Security implications of using open() on untrusted strings.

r0g

unread,

Nov 24, 2008, 12:44:45 AM11/24/08

to

Hi there,

I'm trying to validate some user input which is for the most part simple
regexery however I would like to check filenames and I would like this
code to be multiplatform.

I had hoped the os module would have a function that would tell me if a
proposed filename would be valid on the host system but it seems not. I
have considered whitelisting but it seems a bit unfair to make the rest
of the world suffer the naming restrictions of windows. Moreover it
seems both inelegant and hard work to research the valid file/directory
naming conventions of every platform that this app could conceivably run
on and write regex's for all of them so...

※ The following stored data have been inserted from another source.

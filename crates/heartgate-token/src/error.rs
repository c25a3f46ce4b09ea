//! Token codec errors.

use thiserror::Error;

use heartgate_core::error::{AppError, ErrorKind, INVALID_TOKEN_MESSAGE};

/// Reasons a token could not be produced or read.
#[derive(Debug, Error)]
pub enum TokenError {
    /// The token is not valid URL-safe base64.
    #[error("token is not valid base64: {0}")]
    Malformed(#[from] base64::DecodeError),
    /// The decoded token is shorter than its fixed header.
    #[error("token is truncated ({0} bytes)")]
    Truncated(usize),
    /// The token was written by an unknown format version.
    #[error("unsupported token version {0}")]
    UnsupportedVersion(u8),
    /// Decryption failed: wrong key or tampered ciphertext.
    #[error("token failed authentication")]
    Authentication,
    /// The plaintext is not a valid claims document.
    #[error("token payload is not valid claims JSON: {0}")]
    Payload(#[source] serde_json::Error),
    /// The claims carry no user.
    #[error("token carries no user_id")]
    MissingUser,
    /// Claims could not be serialized or encrypted.
    #[error("failed to seal token: {0}")]
    Seal(String),
}

impl From<TokenError> for AppError {
    fn from(err: TokenError) -> Self {
        match err {
            TokenError::Seal(ref message) => {
                AppError::internal(format!("Token encoding failed: {message}"))
            }
            other => AppError::with_source(ErrorKind::InvalidToken, INVALID_TOKEN_MESSAGE, other),
        }
    }
}
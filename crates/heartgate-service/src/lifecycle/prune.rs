//! Removal of sessions that stopped sending heartbeats.

use chrono::{DateTime, Utc};

use heartgate_core::types::{HeartbeatClaims, UserSessionMap};

/// Result of pruning a user's session snapshot.
#[derive(Debug, Clone, Default, PartialEq, Eq)]
pub struct Pruned {
    /// Sessions still inside the silence window.
    pub active: UserSessionMap,
    /// Ids of sessions that fell outside it.
    pub expired: Vec<String>,
}

/// Split a snapshot into active and expired sessions.
///
/// A session expires when `timestamp + heartbeat_cycle + cycle_upper_tolerance`
/// lies strictly before `now`. Without a silence window nothing expires.
pub fn prune_sessions(
    claims: &HeartbeatClaims,
    sessions: &UserSessionMap,
    now: DateTime<Utc>,
) -> Pruned {
    let Some(window) = claims.silence_window() else {
        return Pruned {
            active: sessions.clone(),
            expired: Vec::new(),
        };
    };

    let mut pruned = Pruned::default();
    for (session_id, record) in sessions {
        let expired = record
            .timestamp
            .checked_add_signed(window)
            .is_some_and(|deadline| deadline < now);

        if expired {
            pruned.expired.push(session_id.clone());
        } else {
            pruned.active.insert(session_id.clone(), record.clone());
        }
    }

    pruned
}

I'm tempted to go the witch dunking route, stick it in an open() between
a Try: & Except: and see if it floats. However...

Although it's a desktop (not internet facing) app I'm a little squeamish
piping raw user input into a filesystem function like that and this app
will be dealing with some particularly sensitive data so I want to be
careful and minimize exposure where practical.

Has programming PHP and Web stuff for years made me overly paranoid
about this or do I should I still be scrubbing input like this before I
feed it to filesystem functions? If so does anyone know of a module
that may help or have any other advice.

Note: In this particular case the user input is only specifying the name
of a file that will be opened for writing _not_ reading and the
interface is GUI only (wxWidgets).

Regards,

Roger.

Steven D'Aprano

unread,

Nov 24, 2008, 2:29:33 AM11/24/08

to

On Mon, 24 Nov 2008 00:44:45 -0500, r0g wrote:

> Hi there,
>
> I'm trying to validate some user input which is for the most part simple
> regexery however I would like to check filenames and I would like this
> code to be multiplatform.
>
> I had hoped the os module would have a function that would tell me if a
> proposed filename would be valid on the host system but it seems not. I
> have considered whitelisting but it seems a bit unfair to make the rest
> of the world suffer the naming restrictions of windows. Moreover it
> seems both inelegant and hard work to research the valid file/directory
> naming conventions of every platform that this app could conceivably run
> on and write regex's for all of them so...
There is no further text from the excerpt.